Exercise aim> Only the lines with "settings" in them need to be copied from the listing.

Material supplied>
BEGIN

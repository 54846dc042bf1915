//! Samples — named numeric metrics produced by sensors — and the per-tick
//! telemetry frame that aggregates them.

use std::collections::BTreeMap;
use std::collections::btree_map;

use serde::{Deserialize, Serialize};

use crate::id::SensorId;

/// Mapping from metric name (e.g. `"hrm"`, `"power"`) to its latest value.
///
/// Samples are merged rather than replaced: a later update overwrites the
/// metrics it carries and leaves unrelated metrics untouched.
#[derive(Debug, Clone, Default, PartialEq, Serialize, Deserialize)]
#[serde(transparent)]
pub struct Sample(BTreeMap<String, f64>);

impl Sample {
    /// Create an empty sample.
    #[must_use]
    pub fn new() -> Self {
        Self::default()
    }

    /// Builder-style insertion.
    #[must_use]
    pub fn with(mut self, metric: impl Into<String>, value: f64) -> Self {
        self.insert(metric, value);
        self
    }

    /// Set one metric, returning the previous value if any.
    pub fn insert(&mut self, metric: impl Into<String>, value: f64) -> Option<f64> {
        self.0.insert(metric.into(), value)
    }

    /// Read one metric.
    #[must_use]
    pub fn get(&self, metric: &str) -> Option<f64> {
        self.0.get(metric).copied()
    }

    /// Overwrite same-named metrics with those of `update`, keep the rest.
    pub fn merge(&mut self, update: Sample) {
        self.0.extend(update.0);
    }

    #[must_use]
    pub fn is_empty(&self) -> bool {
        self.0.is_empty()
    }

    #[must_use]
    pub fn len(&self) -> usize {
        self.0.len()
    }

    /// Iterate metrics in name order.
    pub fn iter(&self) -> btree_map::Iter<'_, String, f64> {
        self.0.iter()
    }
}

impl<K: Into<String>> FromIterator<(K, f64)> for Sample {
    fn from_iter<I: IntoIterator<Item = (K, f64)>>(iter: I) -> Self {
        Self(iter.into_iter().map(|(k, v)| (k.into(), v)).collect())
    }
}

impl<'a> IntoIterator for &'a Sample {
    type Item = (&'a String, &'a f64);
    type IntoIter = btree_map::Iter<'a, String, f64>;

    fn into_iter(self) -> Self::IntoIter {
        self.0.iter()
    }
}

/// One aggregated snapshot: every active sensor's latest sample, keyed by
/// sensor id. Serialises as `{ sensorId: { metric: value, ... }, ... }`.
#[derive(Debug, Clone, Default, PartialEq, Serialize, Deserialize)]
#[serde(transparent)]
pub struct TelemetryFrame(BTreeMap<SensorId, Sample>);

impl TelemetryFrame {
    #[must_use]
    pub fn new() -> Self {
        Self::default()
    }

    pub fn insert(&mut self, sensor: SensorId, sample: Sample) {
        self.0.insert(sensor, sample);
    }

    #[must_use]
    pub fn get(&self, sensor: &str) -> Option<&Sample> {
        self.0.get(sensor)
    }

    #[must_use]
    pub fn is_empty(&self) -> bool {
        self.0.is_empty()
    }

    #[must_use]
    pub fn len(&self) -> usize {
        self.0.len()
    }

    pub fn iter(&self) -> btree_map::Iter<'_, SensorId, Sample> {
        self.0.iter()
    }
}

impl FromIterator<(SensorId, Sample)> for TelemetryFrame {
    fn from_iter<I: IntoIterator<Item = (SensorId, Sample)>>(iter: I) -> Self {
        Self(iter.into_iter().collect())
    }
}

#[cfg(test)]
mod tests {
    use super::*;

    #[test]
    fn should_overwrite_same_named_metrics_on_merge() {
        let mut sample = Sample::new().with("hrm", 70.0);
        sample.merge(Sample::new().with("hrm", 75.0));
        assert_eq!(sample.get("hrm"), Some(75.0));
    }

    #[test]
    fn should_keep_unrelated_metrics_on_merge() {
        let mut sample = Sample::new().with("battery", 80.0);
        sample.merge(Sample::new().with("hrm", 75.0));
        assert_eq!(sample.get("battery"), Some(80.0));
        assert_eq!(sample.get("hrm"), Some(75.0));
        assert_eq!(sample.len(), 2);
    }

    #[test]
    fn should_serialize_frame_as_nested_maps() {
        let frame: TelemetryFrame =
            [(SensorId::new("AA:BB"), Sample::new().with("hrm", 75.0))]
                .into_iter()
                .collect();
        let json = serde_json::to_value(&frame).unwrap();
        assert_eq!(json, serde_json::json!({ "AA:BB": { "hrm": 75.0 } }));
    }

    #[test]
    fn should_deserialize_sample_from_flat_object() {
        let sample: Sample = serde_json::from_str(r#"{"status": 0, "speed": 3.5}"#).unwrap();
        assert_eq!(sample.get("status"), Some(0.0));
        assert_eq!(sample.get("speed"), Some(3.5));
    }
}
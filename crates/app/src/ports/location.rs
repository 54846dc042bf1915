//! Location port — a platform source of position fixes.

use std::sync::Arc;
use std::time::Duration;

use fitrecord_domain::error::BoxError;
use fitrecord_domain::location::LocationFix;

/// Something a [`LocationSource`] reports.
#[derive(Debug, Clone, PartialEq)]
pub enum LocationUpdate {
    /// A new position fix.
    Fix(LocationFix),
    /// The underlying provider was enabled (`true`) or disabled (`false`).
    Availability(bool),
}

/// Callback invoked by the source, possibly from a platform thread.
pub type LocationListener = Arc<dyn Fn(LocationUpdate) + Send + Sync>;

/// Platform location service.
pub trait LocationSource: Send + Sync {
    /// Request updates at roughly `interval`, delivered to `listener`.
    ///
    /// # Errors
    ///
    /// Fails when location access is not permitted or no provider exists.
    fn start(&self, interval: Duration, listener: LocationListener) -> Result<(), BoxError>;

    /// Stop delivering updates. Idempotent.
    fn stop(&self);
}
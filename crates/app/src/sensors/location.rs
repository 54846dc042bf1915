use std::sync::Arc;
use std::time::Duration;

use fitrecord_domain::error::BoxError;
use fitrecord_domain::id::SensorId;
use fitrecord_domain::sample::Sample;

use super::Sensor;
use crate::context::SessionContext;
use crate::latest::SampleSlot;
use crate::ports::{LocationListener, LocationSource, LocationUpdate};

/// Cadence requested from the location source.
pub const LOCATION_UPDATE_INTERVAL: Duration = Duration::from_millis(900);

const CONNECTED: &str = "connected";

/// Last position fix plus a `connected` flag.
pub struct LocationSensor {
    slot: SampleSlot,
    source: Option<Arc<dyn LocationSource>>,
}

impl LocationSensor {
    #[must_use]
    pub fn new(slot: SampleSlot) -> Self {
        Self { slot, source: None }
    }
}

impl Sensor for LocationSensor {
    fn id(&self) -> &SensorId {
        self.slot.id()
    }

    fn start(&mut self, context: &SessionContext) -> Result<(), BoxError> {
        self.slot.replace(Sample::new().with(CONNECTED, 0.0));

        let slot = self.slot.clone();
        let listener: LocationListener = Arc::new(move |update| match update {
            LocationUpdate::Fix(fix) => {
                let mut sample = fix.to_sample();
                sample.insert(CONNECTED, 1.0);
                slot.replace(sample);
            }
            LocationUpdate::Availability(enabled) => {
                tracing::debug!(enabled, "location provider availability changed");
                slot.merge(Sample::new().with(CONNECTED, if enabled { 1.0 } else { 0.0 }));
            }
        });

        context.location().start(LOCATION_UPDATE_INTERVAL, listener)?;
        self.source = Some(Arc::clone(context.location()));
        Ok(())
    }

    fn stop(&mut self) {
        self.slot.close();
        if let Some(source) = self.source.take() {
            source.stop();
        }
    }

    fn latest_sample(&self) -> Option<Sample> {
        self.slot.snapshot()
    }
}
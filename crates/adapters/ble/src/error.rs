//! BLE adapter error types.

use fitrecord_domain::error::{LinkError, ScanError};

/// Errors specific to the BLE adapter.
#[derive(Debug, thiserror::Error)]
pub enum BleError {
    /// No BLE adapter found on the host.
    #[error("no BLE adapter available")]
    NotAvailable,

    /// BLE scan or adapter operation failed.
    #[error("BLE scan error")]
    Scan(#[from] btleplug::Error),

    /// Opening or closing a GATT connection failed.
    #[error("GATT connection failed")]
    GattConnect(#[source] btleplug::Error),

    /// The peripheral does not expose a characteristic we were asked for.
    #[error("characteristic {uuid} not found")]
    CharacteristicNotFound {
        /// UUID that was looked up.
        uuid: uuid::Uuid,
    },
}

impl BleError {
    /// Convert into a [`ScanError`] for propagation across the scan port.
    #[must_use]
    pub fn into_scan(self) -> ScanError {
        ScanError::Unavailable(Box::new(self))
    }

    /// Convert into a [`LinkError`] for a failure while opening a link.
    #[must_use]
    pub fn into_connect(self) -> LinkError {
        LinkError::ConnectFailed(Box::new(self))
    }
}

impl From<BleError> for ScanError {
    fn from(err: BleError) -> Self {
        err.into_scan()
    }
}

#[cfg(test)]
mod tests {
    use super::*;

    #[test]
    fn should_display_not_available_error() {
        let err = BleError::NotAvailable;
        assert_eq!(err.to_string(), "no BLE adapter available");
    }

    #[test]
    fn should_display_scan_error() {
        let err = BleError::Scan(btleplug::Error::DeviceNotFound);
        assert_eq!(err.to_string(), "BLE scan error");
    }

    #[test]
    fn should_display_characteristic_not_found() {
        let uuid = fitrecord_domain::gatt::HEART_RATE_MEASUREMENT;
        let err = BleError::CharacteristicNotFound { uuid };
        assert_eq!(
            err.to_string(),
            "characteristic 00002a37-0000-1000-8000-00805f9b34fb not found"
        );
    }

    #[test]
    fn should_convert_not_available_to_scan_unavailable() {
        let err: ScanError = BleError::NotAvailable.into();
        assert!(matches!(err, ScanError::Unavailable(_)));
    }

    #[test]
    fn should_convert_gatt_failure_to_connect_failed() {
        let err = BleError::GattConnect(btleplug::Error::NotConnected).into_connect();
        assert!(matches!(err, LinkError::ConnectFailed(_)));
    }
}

END
BEGIN

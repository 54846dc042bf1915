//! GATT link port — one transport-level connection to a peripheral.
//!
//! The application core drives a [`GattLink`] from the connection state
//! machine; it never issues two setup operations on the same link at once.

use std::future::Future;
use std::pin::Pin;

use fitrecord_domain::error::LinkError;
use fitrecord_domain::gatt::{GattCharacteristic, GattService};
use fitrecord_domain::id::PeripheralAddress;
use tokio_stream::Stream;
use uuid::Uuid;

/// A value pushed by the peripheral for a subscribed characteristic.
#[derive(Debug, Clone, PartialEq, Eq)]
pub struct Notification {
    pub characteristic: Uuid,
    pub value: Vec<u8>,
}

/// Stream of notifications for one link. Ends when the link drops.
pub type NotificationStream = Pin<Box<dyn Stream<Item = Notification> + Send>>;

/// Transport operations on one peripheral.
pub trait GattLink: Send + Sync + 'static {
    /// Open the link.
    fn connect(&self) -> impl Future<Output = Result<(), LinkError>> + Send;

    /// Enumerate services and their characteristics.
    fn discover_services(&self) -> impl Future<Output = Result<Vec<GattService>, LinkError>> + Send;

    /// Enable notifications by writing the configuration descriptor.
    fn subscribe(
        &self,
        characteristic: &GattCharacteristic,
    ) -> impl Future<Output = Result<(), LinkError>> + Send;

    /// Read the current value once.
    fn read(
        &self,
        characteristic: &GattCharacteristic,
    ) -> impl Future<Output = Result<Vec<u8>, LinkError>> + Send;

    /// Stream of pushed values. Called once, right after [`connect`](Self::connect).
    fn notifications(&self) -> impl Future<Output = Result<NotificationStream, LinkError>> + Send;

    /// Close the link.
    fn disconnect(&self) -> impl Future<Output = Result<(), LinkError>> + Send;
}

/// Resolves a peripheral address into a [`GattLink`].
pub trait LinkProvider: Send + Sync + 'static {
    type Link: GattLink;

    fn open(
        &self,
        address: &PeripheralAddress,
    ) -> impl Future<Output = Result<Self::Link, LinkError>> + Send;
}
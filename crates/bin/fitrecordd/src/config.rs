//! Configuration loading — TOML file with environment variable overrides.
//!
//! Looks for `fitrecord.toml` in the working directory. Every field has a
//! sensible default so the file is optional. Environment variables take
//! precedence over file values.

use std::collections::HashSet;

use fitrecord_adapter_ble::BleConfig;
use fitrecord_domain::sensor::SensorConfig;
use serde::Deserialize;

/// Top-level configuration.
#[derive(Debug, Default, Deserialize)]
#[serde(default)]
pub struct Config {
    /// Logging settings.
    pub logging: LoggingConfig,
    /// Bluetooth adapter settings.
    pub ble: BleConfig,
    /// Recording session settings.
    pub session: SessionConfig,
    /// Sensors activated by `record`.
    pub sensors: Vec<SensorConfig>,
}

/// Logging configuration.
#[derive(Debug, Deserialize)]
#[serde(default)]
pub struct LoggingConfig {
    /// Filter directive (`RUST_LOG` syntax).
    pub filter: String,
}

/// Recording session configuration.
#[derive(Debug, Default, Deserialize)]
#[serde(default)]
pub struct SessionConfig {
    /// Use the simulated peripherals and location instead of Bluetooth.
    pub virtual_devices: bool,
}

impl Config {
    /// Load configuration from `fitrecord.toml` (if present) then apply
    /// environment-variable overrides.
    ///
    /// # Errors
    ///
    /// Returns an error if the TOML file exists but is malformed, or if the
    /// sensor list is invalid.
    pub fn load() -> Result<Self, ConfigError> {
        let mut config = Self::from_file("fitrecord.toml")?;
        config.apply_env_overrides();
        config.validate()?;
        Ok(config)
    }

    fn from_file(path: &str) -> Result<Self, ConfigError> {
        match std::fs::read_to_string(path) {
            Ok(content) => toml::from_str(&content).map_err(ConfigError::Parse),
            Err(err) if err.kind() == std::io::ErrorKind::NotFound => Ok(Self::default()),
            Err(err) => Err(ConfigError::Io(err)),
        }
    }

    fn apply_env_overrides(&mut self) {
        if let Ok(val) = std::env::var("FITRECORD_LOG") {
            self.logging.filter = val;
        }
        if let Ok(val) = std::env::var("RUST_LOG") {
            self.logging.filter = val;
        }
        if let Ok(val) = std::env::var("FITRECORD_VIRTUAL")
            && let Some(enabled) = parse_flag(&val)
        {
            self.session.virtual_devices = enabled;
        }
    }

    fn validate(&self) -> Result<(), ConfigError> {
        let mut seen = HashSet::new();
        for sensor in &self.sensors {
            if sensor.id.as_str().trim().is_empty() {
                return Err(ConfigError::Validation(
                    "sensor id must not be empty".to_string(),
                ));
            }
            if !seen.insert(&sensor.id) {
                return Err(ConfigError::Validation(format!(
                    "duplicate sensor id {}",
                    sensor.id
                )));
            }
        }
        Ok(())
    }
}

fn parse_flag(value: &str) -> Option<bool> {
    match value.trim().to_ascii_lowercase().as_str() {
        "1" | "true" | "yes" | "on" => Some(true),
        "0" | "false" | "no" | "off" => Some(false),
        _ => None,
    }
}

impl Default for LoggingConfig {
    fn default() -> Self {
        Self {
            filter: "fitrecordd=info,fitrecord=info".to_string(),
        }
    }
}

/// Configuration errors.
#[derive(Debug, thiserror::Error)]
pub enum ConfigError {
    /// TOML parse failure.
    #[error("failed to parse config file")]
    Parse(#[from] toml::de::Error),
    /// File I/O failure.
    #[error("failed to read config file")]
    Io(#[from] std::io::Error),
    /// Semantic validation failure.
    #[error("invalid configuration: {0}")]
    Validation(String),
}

END
BEGIN

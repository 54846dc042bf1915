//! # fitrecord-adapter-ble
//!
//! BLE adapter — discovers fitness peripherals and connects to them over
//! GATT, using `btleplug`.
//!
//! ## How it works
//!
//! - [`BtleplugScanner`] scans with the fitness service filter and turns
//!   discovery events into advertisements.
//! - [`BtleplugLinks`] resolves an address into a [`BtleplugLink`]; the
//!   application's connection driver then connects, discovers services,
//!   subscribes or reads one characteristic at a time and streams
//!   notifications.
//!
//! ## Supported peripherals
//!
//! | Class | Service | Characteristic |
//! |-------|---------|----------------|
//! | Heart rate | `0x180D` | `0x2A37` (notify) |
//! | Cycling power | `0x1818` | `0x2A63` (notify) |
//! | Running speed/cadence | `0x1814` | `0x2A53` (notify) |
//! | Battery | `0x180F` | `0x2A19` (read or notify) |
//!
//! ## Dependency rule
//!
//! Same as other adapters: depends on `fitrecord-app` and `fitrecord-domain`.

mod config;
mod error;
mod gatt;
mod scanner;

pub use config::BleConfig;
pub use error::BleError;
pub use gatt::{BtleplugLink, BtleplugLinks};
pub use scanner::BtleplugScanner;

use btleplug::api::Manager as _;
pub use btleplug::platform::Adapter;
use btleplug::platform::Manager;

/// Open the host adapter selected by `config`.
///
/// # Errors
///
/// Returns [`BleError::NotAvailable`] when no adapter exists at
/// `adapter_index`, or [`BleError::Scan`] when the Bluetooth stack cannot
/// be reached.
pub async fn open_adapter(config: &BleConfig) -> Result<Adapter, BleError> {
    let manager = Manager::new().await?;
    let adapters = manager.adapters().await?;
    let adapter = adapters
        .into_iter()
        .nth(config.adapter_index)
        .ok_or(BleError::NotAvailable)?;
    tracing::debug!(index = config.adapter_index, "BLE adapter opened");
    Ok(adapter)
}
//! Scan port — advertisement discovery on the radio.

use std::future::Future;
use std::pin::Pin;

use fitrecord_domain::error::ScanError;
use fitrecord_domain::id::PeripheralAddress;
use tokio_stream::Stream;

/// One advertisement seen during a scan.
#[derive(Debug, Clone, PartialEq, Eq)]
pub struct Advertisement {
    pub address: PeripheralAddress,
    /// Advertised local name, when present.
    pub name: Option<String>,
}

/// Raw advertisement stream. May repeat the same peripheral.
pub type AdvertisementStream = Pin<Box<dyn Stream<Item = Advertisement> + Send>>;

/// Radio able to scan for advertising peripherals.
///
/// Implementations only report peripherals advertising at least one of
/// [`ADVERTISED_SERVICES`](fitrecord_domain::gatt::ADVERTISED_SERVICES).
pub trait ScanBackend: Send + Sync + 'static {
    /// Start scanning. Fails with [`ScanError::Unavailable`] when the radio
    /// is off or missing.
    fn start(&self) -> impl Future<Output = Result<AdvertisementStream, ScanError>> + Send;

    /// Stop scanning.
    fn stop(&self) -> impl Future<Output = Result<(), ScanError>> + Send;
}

END

Answer to the exercise>
    /// Logging settings.
    /// Bluetooth adapter settings.
    /// Recording session settings.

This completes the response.